With preemies, it is important for parents to understand that preemies are not going to reach milestones at the same time as full term babies.   Developmental milestones are based on the assumption that babies were born around their due dates.  However, since preemies were not born on their due dates, parents need to adjust their baby’s age based on when their baby was due to accurately gauge their development.  A baby that was born two months early, for example, would not be expected to reach two month developmental milestones, like rolling over in one direction, until she was closer to four months old.

How to help your preemie reach developmental milestones

Preemies often need extra help to reach developmental milestones.   In many states, preemies and babies who spent time in the NICU automatically qualify for early intervention services.  Early intervention programs are designed to help at risk babies and children.  Early intervention programs provide parents with support and give at risk children access to services like speech, vision, or physical therapy.  To find out how to get early intervention services for your preemie, you can talk to your pediatrician or you can contact your local school system.

Developmental Services for Preemies – IFSP (Individual Family Service Plan)

Your preemie will be evaluated first to see how she is doing developmentally and where she needs help.  After that, a plan called an IFSP will be developed for your preemie.  An IFSP is similar to an IEP that is used by the school system for older children in that it establishes a plan and goals for your child based on her individual needs.  The IFSP includes the family in the process.  Family members and service providers work as a team to evaluate, plan services, and achieve the goals in the IFSP. 

When do preemies catch up with their peers?

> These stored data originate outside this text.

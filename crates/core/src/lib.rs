// SPDX-License-Identifier: BUSL-1.1
// Copyright (c) 2026 Alfred Jean LLC

// Allow panic!/unwrap/expect in test code
#![cfg_attr(test, allow(clippy::panic))]
#![cfg_attr(test, allow(clippy::unwrap_used))]
#![cfg_attr(test, allow(clippy::expect_used))]

//! rota-core: domain model for wallpaper rotation
//!
//! This crate provides:
//! - The media catalog (albums, folders, wallpapers) with explicit cascades
//! - Per-target rotation queues with no-immediate-repeat selection
//! - Schedule settings, trigger state machines and boot reconciliation
//! - Effects, events and WAL operations for the engine

pub mod catalog;
pub mod clock;
pub mod effect;
pub mod error;
pub mod event;
pub mod id;
pub mod operation;
pub mod rotation;
pub mod scheduling;
pub mod settings;
pub mod target;

pub use catalog::{
    Album, AlbumName, CascadeReport, Catalog, CatalogError, Folder, FolderId, FolderImage,
    FolderSync, Wallpaper, WallpaperId,
};
pub use clock::{Clock, FakeClock, SystemClock};
pub use effect::{Effect, TracedEffect};
pub use error::RotationError;
pub use event::Event;
pub use id::{IdGen, SequentialIdGen, UuidIdGen};
pub use operation::Operation;
pub use rotation::{QueueEntry, RotationQueue, SelectionOrder};
pub use scheduling::{
    reconcile, Reconciliation, ScheduleCoordinator, Trigger, TriggerEvent, TriggerSlot,
    TriggerState, TriggerStatus,
};
pub use settings::{
    ConflictReason, ScheduleConflict, SchedulePlan, ScheduleSettings, SlotPlan, TargetSchedule,
    DEFAULT_INTERVAL_MINUTES,
};
pub use target::{ApplyTarget, ScalingPolicy, Target};
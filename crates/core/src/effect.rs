// SPDX-License-Identifier: BUSL-1.1
// Copyright (c) 2026 Alfred Jean LLC

//! Effects requested by state machines and executed by the engine

use crate::catalog::WallpaperId;
use crate::event::Event;
use crate::target::{ApplyTarget, ScalingPolicy};
use serde::{Deserialize, Serialize};
use std::time::Duration;

/// Side effects the pure core asks the runtime to perform
#[derive(Debug, Clone, PartialEq, Eq, Serialize, Deserialize)]
#[serde(tag = "type", rename_all = "snake_case")]
pub enum Effect {
    /// Emit an event for logs and subscribers
    Emit { event: Event },

    /// Set (or replace) a timer
    SetTimer {
        id: String,
        #[serde(with = "humantime_serde")]
        duration: Duration,
    },

    /// Cancel a timer
    CancelTimer { id: String },

    /// Paint an image through the wallpaper setter
    Apply {
        target: ApplyTarget,
        wallpaper: WallpaperId,
        image: String,
        scaling: ScalingPolicy,
    },

    /// Send a desktop notification
    Notify { title: String, message: String },
}

/// Name and structured fields for an effect's log span
pub trait TracedEffect {
    fn name(&self) -> &'static str;

    fn fields(&self) -> Vec<(&'static str, String)>;
}

impl Effect {
    pub fn emit(event: Event) -> Self {
        Effect::Emit { event }
    }
}

impl TracedEffect for Effect {
    fn name(&self) -> &'static str {
        match self {
            Effect::Emit { .. } => "emit",
            Effect::SetTimer { .. } => "set_timer",
            Effect::CancelTimer { .. } => "cancel_timer",
            Effect::Apply { .. } => "apply",
            Effect::Notify { .. } => "notify",
        }
    }

    fn fields(&self) -> Vec<(&'static str, String)> {
        match self {
            Effect::Emit { event } => vec![("event", event.name().to_string())],
            Effect::SetTimer { id, duration } => vec![
                ("timer_id", id.clone()),
                ("duration_secs", duration.as_secs().to_string()),
            ],
            Effect::CancelTimer { id } => vec![("timer_id", id.clone())],
            Effect::Apply {
                target,
                wallpaper,
                image,
                scaling,
            } => vec![
                ("target", target.to_string()),
                ("wallpaper", wallpaper.to_string()),
                ("image", image.clone()),
                ("scaling", scaling.to_string()),
            ],
            Effect::Notify { title, .. } => vec![("title", title.clone())],
        }
    }
}

#[cfg(test)]
#[path = "effect_tests.rs"]
mod tests;
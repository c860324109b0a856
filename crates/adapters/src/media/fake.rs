// SPDX-License-Identifier: BUSL-1.1
// Copyright (c) 2026 Alfred Jean LLC

//! Fake media source for testing
#![cfg_attr(coverage_nightly, coverage(off))]

use super::{MediaError, MediaSource};
use async_trait::async_trait;
use std::collections::{HashMap, HashSet};
use std::sync::{Arc, Mutex};

/// Recorded media call
#[derive(Debug, Clone, PartialEq, Eq)]
pub enum MediaCall {
    List { folder: String },
    Probe { image: String },
}

#[derive(Default)]
struct FakeMedia {
    folders: HashMap<String, Vec<String>>,
    missing: HashSet<String>,
}

/// In-memory media source
///
/// Every image is accessible unless marked missing.
#[derive(Clone, Default)]
pub struct FakeMediaSource {
    media: Arc<Mutex<FakeMedia>>,
    calls: Arc<Mutex<Vec<MediaCall>>>,
}

impl FakeMediaSource {
    pub fn new() -> Self {
        Self::default()
    }

    /// Set the listing of a folder
    pub fn set_folder(&self, folder: &str, images: &[&str]) {
        let mut media = self.media.lock().unwrap_or_else(|e| e.into_inner());
        let mut images: Vec<String> = images.iter().map(|s| s.to_string()).collect();
        images.sort();
        media.folders.insert(folder.to_string(), images);
    }

    /// Make an image inaccessible
    pub fn remove_image(&self, image: &str) {
        let mut media = self.media.lock().unwrap_or_else(|e| e.into_inner());
        media.missing.insert(image.to_string());
        for images in media.folders.values_mut() {
            images.retain(|i| i != image);
        }
    }

    /// Get all recorded calls
    pub fn calls(&self) -> Vec<MediaCall> {
        self.calls.lock().unwrap_or_else(|e| e.into_inner()).clone()
    }

    fn record(&self, call: MediaCall) {
        self.calls
            .lock()
            .unwrap_or_else(|e| e.into_inner())
            .push(call);
    }
}

#[async_trait]
impl MediaSource for FakeMediaSource {
    async fn list_images(&self, folder: &str) -> Result<Vec<String>, MediaError> {
        self.record(MediaCall::List {
            folder: folder.to_string(),
        });
        let media = self.media.lock().unwrap_or_else(|e| e.into_inner());
        media
            .folders
            .get(folder)
            .cloned()
            .ok_or_else(|| MediaError::FolderNotFound(folder.to_string()))
    }

    async fn is_accessible(&self, image: &str) -> bool {
        self.record(MediaCall::Probe {
            image: image.to_string(),
        });
        let media = self.media.lock().unwrap_or_else(|e| e.into_inner());
        !media.missing.contains(image)
    }
}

This question is tough to answer.  Most health care providers and professionals stop adjusting a premature child’s age once the child is two years old, but others continue using the adjusted age until the child is three or older.  Adjusting age is most useful for children under three because a few months can make a big difference in reaching developmental milestones in younger children. 
However, just because a child’s age is no longer being adjusted doesn’t mean she has “caught up” with her peers.   Preemies are at higher risk for having disabilities including cerebral palsy, vision and hearing issues, feeding difficulties, and learning disabilities.  With early intervention, many preemies go on to have no long term delays or disabilities.  Still, some preemies, especially those born very early, may struggle with life-long disabilities and may continue to need services and support after age three.